Melanoma patients respond to a new HLA‐A*01‐presented antigenic ligand derived from a multi‐epitope region of melanoma antigen TRP‐2

Tyrosinase‐related protein‐2 (TRP‐2) is a known target antigen of spontaneous cytotoxic T cell responses in melanoma patients. Its frequent expression in metastatic tumors suggests that it might be an ideal candidate antigen for T cell‐based immunotherapy. To provide knowledge about TRP‐2‐derived T cell epitopes useful for immunotherapy we applied a “reverse immunology strategy” based on repeated in vitro peptide stimulation of peripheral blood lymphocytes (PBL) from normal donors with predicted HLA‐A*01 ligands.

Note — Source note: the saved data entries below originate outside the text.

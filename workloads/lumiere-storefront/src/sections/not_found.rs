//! 404 page body.

use lumiere_sdk::lumiere_core::html_escape;

pub fn render_not_found(path: &str) -> String {
    format!(
        r#"<section class="not-found" data-section="not-found">
    <h1>Page not found</h1>
    <p>Nothing lives at <code>{}</code>.</p>
    <a href="/" class="cta-button">Return home</a>
</section>"#,
        html_escape(path)
    )
}
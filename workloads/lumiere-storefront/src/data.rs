//! Static page copy.

use lumiere_sdk::lumiere_catalog::CollectionKind;

pub const BRAND: &str = "Lumière";
pub const TAGLINE: &str = "Ceylon gemstones and fine jewelry";

/// Hero block at the top of a collection page.
#[derive(Debug, Clone, Copy, PartialEq, Eq)]
pub struct CollectionCopy {
    pub title: &'static str,
    pub description: &'static str,
    /// Decorative glyph shown above the title.
    pub icon: &'static str,
}

impl CollectionCopy {
    pub fn for_kind(kind: CollectionKind) -> Self {
        match kind {
            CollectionKind::Gems => Self {
                title: "Premium Gemstones",
                description: "Discover our curated selection of rare and precious gemstones from around the world",
                icon: "◆",
            },
            CollectionKind::Jewelry => Self {
                title: "Luxury Jewelry",
                description: "Handcrafted jewelry pieces that celebrate life's most precious moments",
                icon: "✦",
            },
        }
    }
}

/// Call-to-action block under the product grid.
#[derive(Debug, Clone, Copy, PartialEq, Eq)]
pub struct CtaCopy {
    pub heading: &'static str,
    pub body: &'static str,
    pub button_label: &'static str,
    pub button_href: &'static str,
}

pub const EXPERT_CTA: CtaCopy = CtaCopy {
    heading: "Can't Find What You're Looking For?",
    body: "Our experts can help you create a custom piece or find exactly what you need",
    button_label: "Contact Our Experts",
    button_href: "mailto:concierge@lumiere.example",
};

pub const EMPTY_COLLECTION: &str = "No products found in this category.";
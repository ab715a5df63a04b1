//! Core abstractions for the Lumiere storefront workloads.
//!
//! This crate provides the fundamental types:
//! - `StorefrontConfig` - TOML-backed storefront settings
//! - `RouteConfig` / `WorkloadManifest` - Route table and matching
//! - `RequestContext` - Typed request parameters, query string and cookies
//! - `TimingContext` - Request lifecycle tracking

mod config;
mod context;
mod encoding;
mod lifecycle;
mod workload;

pub use config::*;
pub use context::*;
pub use encoding::*;
pub use lifecycle::*;
pub use workload::*;
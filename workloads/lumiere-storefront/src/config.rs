//! Embedded storefront configuration.

use lumiere_sdk::lumiere_core::StorefrontConfig;

const STOREFRONT_TOML: &str = include_str!("../storefront.toml");

/// Parse the embedded settings. On a parse failure the defaults are used
/// and the error is returned alongside so the caller can log it.
pub fn storefront_config() -> (StorefrontConfig, Option<anyhow::Error>) {
    match StorefrontConfig::from_toml_str(STOREFRONT_TOML) {
        Ok(config) => (config, None),
        Err(e) => (StorefrontConfig::default(), Some(e)),
    }
}

#[cfg(test)]
mod tests {
    use super::*;

    #[test]
    fn test_embedded_config_parses() {
        let (config, err) = storefront_config();
        assert!(err.is_none());
        assert_eq!(config, StorefrontConfig::default());
    }
}
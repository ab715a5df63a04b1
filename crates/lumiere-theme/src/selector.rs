//! Font selector dropdown state.

use serde::Serialize;

use crate::preference::{FontChange, FontPreference};
use crate::store::PreferenceStore;
use crate::style::StyleSink;
use crate::ThemeError;

/// Heading shown above the preset list.
pub const SELECTOR_HEADING: &str = "SELECT FONT FAMILY";

/// One row of the open selector.
#[derive(Debug, Clone, PartialEq, Eq, Serialize)]
pub struct SelectorEntry<'a> {
    pub id: &'a str,
    pub display_name: &'a str,
    pub summary: String,
    pub active: bool,
}

/// Open/closed state of the selector. Starts closed.
#[derive(Debug, Clone, Copy, Default, PartialEq, Eq)]
pub struct FontSelector {
    open: bool,
}

impl FontSelector {
    pub fn new() -> Self {
        Self::default()
    }

    /// Selector rendered in the given state.
    pub fn with_open(open: bool) -> Self {
        Self { open }
    }

    pub fn is_open(&self) -> bool {
        self.open
    }

    pub fn toggle(&mut self) {
        self.open = !self.open;
    }

    /// Close without selecting, as on an outside click.
    pub fn close(&mut self) {
        self.open = false;
    }

    /// Pick a preset and close the dropdown.
    pub fn select<S, D>(
        &mut self,
        id: &str,
        preference: &mut FontPreference<'_, S, D>,
    ) -> Result<FontChange, ThemeError>
    where
        S: PreferenceStore,
        D: StyleSink,
    {
        self.open = false;
        preference.set_font(id)
    }

    /// Every preset in catalog order, with the active one marked.
    pub fn entries<'a, S, D>(&self, preference: &'a FontPreference<'_, S, D>) -> Vec<SelectorEntry<'a>>
    where
        S: PreferenceStore,
        D: StyleSink,
    {
        let active_id = preference.current().id.as_str();
        preference
            .catalog()
            .iter()
            .map(|preset| SelectorEntry {
                id: &preset.id,
                display_name: &preset.display_name,
                summary: preset.family_summary(),
                active: preset.id == active_id,
            })
            .collect()
    }
}
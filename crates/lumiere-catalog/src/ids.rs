//! Newtype product identifier.

use serde::{Deserialize, Serialize};
use std::fmt;

/// A unique product identifier.
#[derive(Debug, Clone, PartialEq, Eq, Hash, PartialOrd, Ord, Serialize, Deserialize)]
pub struct ProductId(String);

impl ProductId {
    /// Create a new ID from a string.
    pub fn new(id: impl Into<String>) -> Self {
        Self(id.into())
    }

    /// Get the ID as a string slice.
    pub fn as_str(&self) -> &str {
        &self.0
    }
}

impl fmt::Display for ProductId {
    fn fmt(&self, f: &mut fmt::Formatter<'_>) -> fmt::Result {
        write!(f, "{}", self.0)
    }
}

impl From<&str> for ProductId {
    fn from(s: &str) -> Self {
        Self(s.to_string())
    }
}

impl AsRef<str> for ProductId {
    fn as_ref(&self) -> &str {
        &self.0
    }
}
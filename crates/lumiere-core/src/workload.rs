//! Workload manifest, route table and errors.

use serde::{Deserialize, Serialize};

use crate::config::RouteConfig;
use crate::context::RouteParams;

/// Workload manifest - the routes a deployable storefront unit serves.
#[derive(Debug, Clone, Serialize, Deserialize)]
pub struct WorkloadManifest {
    /// Unique name for this workload.
    pub name: String,
    /// Semantic version.
    pub version: String,
    /// Routes this workload handles, matched in order.
    pub routes: Vec<RouteConfig>,
}

/// Result of resolving a request against a manifest.
#[derive(Debug, Clone, PartialEq)]
pub enum RouteMatch<'a> {
    /// A route matched the path and accepts the method.
    Found(&'a RouteConfig, RouteParams),
    /// A route matched the path but not the method.
    MethodNotAllowed,
    /// No route matched.
    NotFound,
}

impl RouteMatch<'_> {
    /// HTTP status the match maps to before any handler runs.
    pub fn status(&self) -> http::StatusCode {
        match self {
            Self::Found(..) => http::StatusCode::OK,
            Self::MethodNotAllowed => http::StatusCode::METHOD_NOT_ALLOWED,
            Self::NotFound => http::StatusCode::NOT_FOUND,
        }
    }
}

impl WorkloadManifest {
    /// Create a new workload manifest.
    pub fn new(name: impl Into<String>, version: impl Into<String>) -> Self {
        Self {
            name: name.into(),
            version: version.into(),
            routes: Vec::new(),
        }
    }

    /// Add a route to this workload.
    pub fn with_route(mut self, route: RouteConfig) -> Self {
        self.routes.push(route);
        self
    }

    /// Resolve a method and path to a route.
    pub fn resolve(&self, method: &str, path: &str) -> RouteMatch<'_> {
        let mut path_matched = false;
        for route in &self.routes {
            if let Some(params) = route.match_path(path) {
                if route.allows(method) {
                    return RouteMatch::Found(route, params);
                }
                path_matched = true;
            }
        }

        if path_matched {
            RouteMatch::MethodNotAllowed
        } else {
            RouteMatch::NotFound
        }
    }
}

/// Error type for workload operations.
#[derive(Debug, thiserror::Error)]
pub enum WorkloadError {
    #[error("Shell not sent before sections")]
    ShellNotSent,

    #[error("Streaming error: {0}")]
    StreamError(String),

    #[error("Render error: {0}")]
    Render(String),
}
//! Font selector dropdown.

use lumiere_sdk::lumiere_core::{html_escape, url_encode};
use lumiere_sdk::lumiere_theme::prelude::{SelectorEntry, SELECTOR_HEADING};

/// Render the selector button and, when open, the preset list.
///
/// `toggle_href` opens or closes the list; each option posts its id to
/// `/font` with `return_to` as the page to come back to.
pub fn render_font_selector(
    entries: &[SelectorEntry<'_>],
    open: bool,
    toggle_href: &str,
    return_to: &str,
) -> String {
    let mut html = format!(
        r#"<div class="font-selector{}" data-section="font-selector">
    <a class="font-selector-toggle" href="{}" aria-expanded="{}"><span class="font-icon">Aa</span><span class="font-label">Font</span><span class="chevron"></span></a>"#,
        if open { " open" } else { "" },
        html_escape(toggle_href),
        open
    );

    if open {
        html.push_str(&format!(
            r#"
    <div class="font-menu" role="menu">
        <div class="font-menu-heading">{}</div>
        <div class="font-menu-list">"#,
            SELECTOR_HEADING
        ));
        for entry in entries {
            html.push_str(&render_entry(entry, return_to));
        }
        html.push_str("\n        </div>\n    </div>");
    }

    html.push_str("\n</div>");
    html
}

fn render_entry(entry: &SelectorEntry<'_>, return_to: &str) -> String {
    let href = format!("/font?id={}&return={}", url_encode(entry.id), url_encode(return_to));
    format!(
        r#"
            <a class="font-option{}" role="menuitem" href="{}"><span class="font-option-name">{}</span><span class="font-option-families">{}</span></a>"#,
        if entry.active { " active" } else { "" },
        html_escape(&href),
        html_escape(entry.display_name),
        html_escape(&entry.summary)
    )
}
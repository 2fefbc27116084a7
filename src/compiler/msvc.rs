// Copyright 2016 Mozilla Foundation
//
// Licensed under the Apache License, Version 2.0 (the "License");
// you may not use this file except in compliance with the License.
// You may obtain a copy of the License at
//
//     http://www.apache.org/licenses/LICENSE-2.0
//
// Unless required by applicable law or agreed to in writing, software
// distributed under the License is distributed on an "AS IS" BASIS,
// WITHOUT WARRANTIES OR CONDITIONS OF ANY KIND, either express or implied.
// See the License for the specific language governing permissions and
// limitations under the License.

use crate::compiler::args::*;
use crate::compiler::{
    executable_digest, normalize_line_markers, CommandInvocation, Compiler, CompilerKind, Language,
};
use crate::mock_command::{CommandChild, CommandCreator, RunCommand};
use crate::temp::TempFiles;
use crate::util::{run_input_output, OsStrExt};
use fs_err as fs;
use log::Level::Trace;
use std::ffi::OsString;
use std::path::{Path, PathBuf};
use std::process::Stdio;

use crate::errors::*;

/// A struct on which to implement `Compiler`.
#[derive(Clone, Copy, Debug, Default)]
pub struct Msvc;

impl Compiler for Msvc {
    fn kind(&self) -> CompilerKind {
        CompilerKind::Msvc
    }

    fn preprocess_source<T>(
        &self,
        creator: &mut T,
        invocation: &CommandInvocation,
        temps: &TempFiles,
    ) -> Result<Vec<u8>>
    where
        T: CommandCreator,
    {
        let parsed = parse_arguments(&invocation.arguments)?;
        preprocess(creator, invocation, &parsed, temps)
    }

    fn filter_arguments(&self, invocation: &CommandInvocation) -> Result<Vec<OsString>> {
        let parsed = parse_arguments(&invocation.arguments)?;
        Ok(filtered_arguments(&parsed))
    }

    fn get_compiler_id<T>(&self, creator: &mut T, invocation: &CommandInvocation) -> Result<String>
    where
        T: CommandCreator,
    {
        compiler_id(creator, invocation)
    }

    fn get_object_file(&self, invocation: &CommandInvocation) -> Result<PathBuf> {
        let parsed = parse_arguments(&invocation.arguments)?;
        Ok(invocation.cwd.join(parsed.output))
    }
}

#[derive(Clone, Copy, Debug, PartialEq, Eq)]
pub enum ArgData {
    TooHard,
    DoCompilation,
    Output,
    PreprocessorArgument,
    CompileAsC,
    CompileAsCxx,
}

use self::ArgData::*;

// Names are given without the leading `/` or `-`.
pub static ARGS: &[ArgInfo<ArgData>] = &[
    take_arg!("D", CanBeSeparated, PreprocessorArgument),
    flag!("E", TooHard),
    flag!("EP", TooHard),
    take_arg!("FA", Concatenated, TooHard),
    take_arg!("FI", CanBeSeparated, PreprocessorArgument),
    take_arg!("FR", Concatenated, TooHard),
    take_arg!("Fa", Concatenated, TooHard),
    take_arg!("Fd", Concatenated, TooHard),
    take_arg!("Fe", Concatenated, TooHard),
    take_arg!("Fi", Concatenated, TooHard),
    take_arg!("Fm", Concatenated, TooHard),
    take_arg!("Fo", Concatenated, Output),
    take_arg!("Fp", Concatenated, TooHard),
    take_arg!("Fr", Concatenated, TooHard),
    flag!("Fx", TooHard),
    take_arg!("I", CanBeSeparated, PreprocessorArgument),
    flag!("P", TooHard),
    flag!("TC", CompileAsC),
    flag!("TP", CompileAsCxx),
    take_arg!("Tc", CanBeSeparated, TooHard),
    take_arg!("Tp", CanBeSeparated, TooHard),
    take_arg!("U", CanBeSeparated, PreprocessorArgument),
    take_arg!("Yc", Concatenated, TooHard),
    take_arg!("Yu", Concatenated, TooHard),
    flag!("ZI", TooHard),
    flag!("Zi", TooHard),
    flag!("c", DoCompilation),
    flag!("showIncludes", TooHard),
    take_arg!("sourceDependencies", CanBeSeparated, TooHard),
];

/// The results of parsing a `cl` commandline.
#[derive(Debug, PartialEq, Eq, Clone)]
pub struct ParsedArguments {
    pub input: PathBuf,
    /// Either `Language::C` or `Language::Cxx`.
    pub language: Language,
    /// The object file, relative to the working directory unless absolute.
    pub output: PathBuf,
    /// `/D /U /I /FI`, only given to the preprocessor.
    pub preprocessor_args: Vec<OsString>,
    /// Everything else that reaches the compiler, in order.
    pub common_args: Vec<OsString>,
}

/// Join `/Fo: path` into `/Fo:path`, the two-token spelling newer `cl`
/// versions accept.
fn join_colon_values(arguments: &[OsString]) -> Vec<OsString> {
    let mut joined = Vec::with_capacity(arguments.len());
    let mut it = arguments.iter();
    while let Some(arg) = it.next() {
        if arg == "/Fo:" || arg == "-Fo:" {
            if let Some(value) = it.next() {
                let mut a = arg.clone();
                a.push(value);
                joined.push(a);
                continue;
            }
        }
        joined.push(arg.clone());
    }
    joined
}

/// Work out the object path from the `/Fo` value, if any.
fn object_path(fo: Option<OsString>, input: &Path) -> Result<PathBuf> {
    let default_name = match input.file_stem() {
        Some(stem) => {
            let mut name = stem.to_os_string();
            name.push(".obj");
            PathBuf::from(name)
        }
        None => incomplete!("cannot derive an object name from {:?}", input),
    };
    let fo = match fo {
        None => return Ok(default_name),
        Some(fo) => fo,
    };
    let fo = match fo.split_prefix(":") {
        Some(rest) => rest,
        None => fo,
    };
    let s = fo.to_string_lossy();
    if s.is_empty() {
        incomplete!("empty /Fo");
    }
    if s.eq_ignore_ascii_case("nul") {
        incomplete!("output to nul");
    }
    if s.ends_with('/') || s.ends_with('\\') {
        return Ok(PathBuf::from(fo).join(default_name));
    }
    Ok(PathBuf::from(fo))
}
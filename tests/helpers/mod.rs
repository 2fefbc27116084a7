#![allow(dead_code)]

use anyhow::{Context, Result};
use assert_cmd::prelude::*;
use fs_err as fs;
use once_cell::sync::Lazy;
use std::path::{Path, PathBuf};
use std::process::Command;

pub static OBJCACHE_BIN: Lazy<PathBuf> = Lazy::new(|| assert_cmd::cargo::cargo_bin("objcache"));

/// A stand-in for gcc: preprocessing prints a line marker and the source
/// (with `-P`, only its non-blank lines), compiling writes `obj:` followed
/// by the source to the `-o` file and warns with the line of `unused`.
/// Every run appends its mode to `$FAKE_CC_LOG`.
#[cfg(unix)]
const FAKE_GCC: &str = r##"#!/bin/sh
if [ "$1" = "--version" ]; then
    echo version >> "$FAKE_CC_LOG"
    echo "gcc (fake) 1.0.0"
    exit 0
fi
out=""
src=""
mode=compile
markers=1
while [ $# -gt 0 ]; do
    case "$1" in
        -E) mode=preprocess ;;
        -P) markers=0 ;;
        -o) shift; out="$1" ;;
        -*) ;;
        *) src="$1" ;;
    esac
    shift
done
echo "$mode" >> "$FAKE_CC_LOG"
if [ "$mode" = preprocess ]; then
    if [ $markers = 1 ]; then
        echo "# 1 \"$(pwd -P)/$src\""
        cat "$src"
    else
        grep -v '^$' "$src"
    fi
    exit 0
fi
if grep -q error "$src"; then
    echo "$src: error: fake failure" >&2
    exit 1
fi
line=$(grep -n unused "$src" | cut -d: -f1)
echo "$src:${line:-1}: warning: fake warning" >&2
printf 'obj:' > "$out"
cat "$src" >> "$out"
"##;

/// Holds a temporary directory with a cache, a fake compiler and sources.
/// Everything is removed on drop.
pub struct ObjcacheTest {
    pub tempdir: tempfile::TempDir,
}

impl ObjcacheTest {
    pub fn new() -> Result<Self> {
        let tempdir = tempfile::Builder::new()
            .prefix("objcache_test")
            .tempdir()
            .context("Failed to create tempdir")?;
        fs::create_dir(tempdir.path().join("bin"))?;
        fs::create_dir(tempdir.path().join("tmp"))?;
        Ok(ObjcacheTest { tempdir })
    }

    pub fn path(&self) -> &Path {
        self.tempdir.path()
    }

    pub fn cache_dir(&self) -> PathBuf {
        self.path().join("cache")
    }

    pub fn log_path(&self) -> PathBuf {
        self.path().join("cc.log")
    }

    /// Install the fake compiler as `bin/<name>` and return its path.
    #[cfg(unix)]
    pub fn fake_compiler(&self, name: &str) -> Result<PathBuf> {
        use std::os::unix::fs::PermissionsExt;
        let path = self.path().join("bin").join(name);
        fs::write(&path, FAKE_GCC)?;
        fs::set_permissions(&path, std::fs::Permissions::from_mode(0o755))?;
        Ok(path)
    }

    pub fn write_source(&self, name: &str, contents: &str) -> Result<PathBuf> {
        let path = self.path().join(name);
        fs::write(&path, contents)?;
        Ok(path)
    }

    /// The modes the fake compiler ran in, in order.
    pub fn compiler_runs(&self) -> Result<Vec<String>> {
        match fs::read_to_string(self.log_path()) {
            Ok(s) => Ok(s.lines().map(str::to_owned).collect()),
            Err(e) if e.kind() == std::io::ErrorKind::NotFound => Ok(vec![]),
            Err(e) => Err(e.into()),
        }
    }

    /// An `objcache` command isolated from the user's configuration.
    pub fn objcache(&self) -> Command {
        let mut cmd = Command::new(OBJCACHE_BIN.as_os_str());
        cmd.current_dir(self.path())
            .env_clear()
            .env("PATH", std::env::var_os("PATH").unwrap_or_default())
            .env("OBJCACHE_CONF", self.path().join("objcache.toml"))
            .env("OBJCACHE_DIR", self.cache_dir())
            .env("OBJCACHE_TEMP_DIR", self.path().join("tmp"))
            .env("FAKE_CC_LOG", self.log_path());
        cmd
    }

    pub fn show_stats(&self) -> assert_cmd::assert::AssertResult {
        self.objcache().arg("--show-stats").assert().try_success()
    }
}
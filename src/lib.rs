// Copyright 2016 Mozilla Foundation
//
// Licensed under the Apache License, Version 2.0 (the "License");
// you may not use this file except in compliance with the License.
// You may obtain a copy of the License at
//
//     http://www.apache.org/licenses/LICENSE-2.0
//
// Unless required by applicable law or agreed to in writing, software
// distributed under the License is distributed on an "AS IS" BASIS,
// WITHOUT WARRANTIES OR CONDITIONS OF ANY KIND, either express or implied.
// See the License for the specific language governing permissions and
// limitations under the License.

#![deny(rust_2018_idioms)]
#![allow(clippy::new_without_default)]

#[macro_use]
extern crate log;
// To get macros in scope, this has to be first.
#[cfg(test)]
#[macro_use]
mod test;

#[macro_use]
pub mod errors;

pub mod cache;
mod cmdline;
mod commands;
pub mod compiler;
pub mod config;
pub mod dispatch;
pub mod mock_command;
pub mod temp;
#[doc(hidden)]
pub mod util;

use std::env;
use std::fs::OpenOptions;

/// VERSION is the pkg version of objcache.
pub const VERSION: &str = env!("CARGO_PKG_VERSION");

/// The environment variable holding the log filter, in `env_logger` syntax.
pub const LOGGING_ENV: &str = "OBJCACHE_LOG";

/// When set, log output is appended to this file instead of going to stderr.
pub const LOG_FILE_ENV: &str = "OBJCACHE_LOG_FILE";

pub fn main() {
    init_logging();

    let command = match cmdline::try_parse() {
        Ok(cmd) => cmd,
        Err(e) => match e.downcast::<clap::error::Error>() {
            // If the error is from clap then let them handle formatting and exiting
            Ok(clap_err) => clap_err.exit(),
            Err(some_other_err) => {
                eprintln!("objcache: {some_other_err}");
                for source in some_other_err.chain().skip(1) {
                    eprintln!("objcache: caused by: {source}");
                }
                std::process::exit(1);
            }
        },
    };

    std::process::exit(match commands::run_command(command) {
        Ok(s) => s,
        Err(e) => {
            eprintln!("objcache: error: {}", e);
            for e in e.chain().skip(1) {
                eprintln!("objcache: caused by: {}", e);
            }
            2
        }
    });
}

fn init_logging() {
    if env::var(LOGGING_ENV).is_err() {
        return;
    }
    let mut builder = env_logger::Builder::from_env(LOGGING_ENV);
    if let Some(path) = env::var_os(LOG_FILE_ENV) {
        match OpenOptions::new().create(true).append(true).open(&path) {
            Ok(file) => {
                builder.target(env_logger::Target::Pipe(Box::new(file)));
            }
            Err(e) => eprintln!("objcache: cannot open log file {:?}: {}", path, e),
        }
    }
    if let Err(e) = builder.try_init() {
        panic!("Failed to initialize logging: {:?}", e);
    }
}
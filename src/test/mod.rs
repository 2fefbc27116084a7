// Copyright 2016 Mozilla Foundation
//
// Licensed under the Apache License, Version 2.0 (the "License");
// you may not use this file except in compliance with the License.
// You may obtain a copy of the License at
//
//     http://www.apache.org/licenses/LICENSE-2.0
//
// Unless required by applicable law or agreed to in writing, software
// distributed under the License is distributed on an "AS IS" BASIS,
// WITHOUT WARRANTIES OR CONDITIONS OF ANY KIND, either express or implied.
// See the License for the specific language governing permissions and
// limitations under the License.

#[macro_use]
pub mod utils;
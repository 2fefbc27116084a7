// Licensed under the Apache License, Version 2.0 (the "License");
// you may not use this file except in compliance with the License.
// You may obtain a copy of the License at
//
//     http://www.apache.org/licenses/LICENSE-2.0
//
// Unless required by applicable law or agreed to in writing, software
// distributed under the License is distributed on an "AS IS" BASIS,
// WITHOUT WARRANTIES OR CONDITIONS OF ANY KIND, either express or implied.
// See the License for the specific language governing permissions and
// limitations under the License.

//! Scoped temporary files for toolchains that can only write their
//! preprocessor output to disk.

use std::env;
use std::fmt;
use std::path::{Path, PathBuf};
use tempfile::TempPath;

use crate::errors::*;

const TEMPFILE_PREFIX: &str = "objcache-";

/// Hands out uniquely named temporary files inside one directory.
#[derive(Clone, Debug)]
pub struct TempFiles {
    dir: PathBuf,
}

impl TempFiles {
    pub fn new<P: Into<PathBuf>>(dir: P) -> TempFiles {
        TempFiles { dir: dir.into() }
    }

    /// The directory temporary files are created in.
    pub fn dir(&self) -> &Path {
        &self.dir
    }

    /// Create an empty file with a unique name ending in `.{extension}`.
    ///
    /// The file is removed when the returned handle is dropped, whichever
    /// way the owning scope is left.
    pub fn acquire(&self, extension: &str) -> Result<TempFile> {
        let suffix = if extension.is_empty() {
            String::new()
        } else {
            format!(".{}", extension)
        };
        let path = tempfile::Builder::new()
            .prefix(TEMPFILE_PREFIX)
            .suffix(&suffix)
            .tempfile_in(&self.dir)
            .with_context(|| format!("failed to create temporary file in {:?}", self.dir))?
            .into_temp_path();
        trace!("acquired temporary file {:?}", path);
        Ok(TempFile { path })
    }
}

impl Default for TempFiles {
    fn default() -> Self {
        TempFiles::new(env::temp_dir())
    }
}

/// A temporary file owned by exactly one caller.
pub struct TempFile {
    path: TempPath,
}

impl TempFile {
    pub fn path(&self) -> &Path {
        &self.path
    }

    /// Delete the file now, reporting any error instead of swallowing it.
    pub fn release(self) -> Result<()> {
        let TempFile { path } = self;
        path.close().context("failed to remove temporary file")
    }
}

impl fmt::Debug for TempFile {
    fn fmt(&self, f: &mut fmt::Formatter<'_>) -> fmt::Result {
        write!(f, "TempFile({:?})", self.path())
    }
}

#[cfg(test)]
mod test {
    use super::*;
    use fs_err as fs;

    #[test]
    fn test_acquire_uses_extension() {
        let dir = tempfile::tempdir().unwrap();
        let temps = TempFiles::new(dir.path());
        let t = temps.acquire("i").unwrap();
        assert!(t.path().exists());
        assert_eq!(t.path().extension().unwrap(), "i");
        assert_eq!(t.path().parent().unwrap(), dir.path());
    }

    #[test]
    fn test_names_are_unique() {
        let dir = tempfile::tempdir().unwrap();
        let temps = TempFiles::new(dir.path());
        let a = temps.acquire("i").unwrap();
        let b = temps.acquire("i").unwrap();
        assert_ne!(a.path(), b.path());
    }

    #[test]
    fn test_deleted_on_drop() {
        let dir = tempfile::tempdir().unwrap();
        let temps = TempFiles::new(dir.path());
        let path = {
            let t = temps.acquire("i").unwrap();
            fs::write(t.path(), b"preprocessed").unwrap();
            t.path().to_owned()
        };
        assert!(!path.exists());
    }

    #[test]
    fn test_deleted_on_early_return() {
        fn fails(temps: &TempFiles, seen: &mut Option<PathBuf>) -> Result<()> {
            let t = temps.acquire("i")?;
            *seen = Some(t.path().to_owned());
            bail!("preprocessor blew up")
        }

        let dir = tempfile::tempdir().unwrap();
        let temps = TempFiles::new(dir.path());
        let mut seen = None;
        assert!(fails(&temps, &mut seen).is_err());
        assert!(!seen.unwrap().exists());
    }

    #[test]
    fn test_release() {
        let dir = tempfile::tempdir().unwrap();
        let temps = TempFiles::new(dir.path());
        let t = temps.acquire("").unwrap();
        let path = t.path().to_owned();
        t.release().unwrap();
        assert!(!path.exists());
    }

    #[test]
    fn test_missing_dir_fails() {
        let dir = tempfile::tempdir().unwrap();
        let temps = TempFiles::new(dir.path().join("nope"));
        assert!(temps.acquire("i").is_err());
    }
}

This led to the identification of TRP‐2 181–190 as the first HLA‐A*01‐presented TRP‐2‐derived epitope. T‐cell lines specific for peptide TRP‐2 181–190 could be established from PBL of 50% of the normal HLA‐A*01 + donors tested. Such T cells responded specifically to autologous dendritic cells transduced virally with TRP‐2, as well as to HLA‐A*01 + , TRP‐2 + melanoma cells, although tumor cells had to be pretreated with IFN‐γ to become susceptible to T cell recognition. Interestingly, short‐term in vitro peptide stimulation of PBL from HLA‐A*01 + melanoma patients showed the presence of TRP‐2 181–190 ‐reactive CD8 + T cells in some donors, suggesting their in vivo sensitization. Because TRP‐2 181–190 overlaps with the known HLA‐A*0201‐presented epitope TRP‐2 180–188 , an 11mer peptide encompassing both epitopes might be of specific value for vaccination of a broad population of melanoma patients. © 2005 Wiley‐Liss, Inc.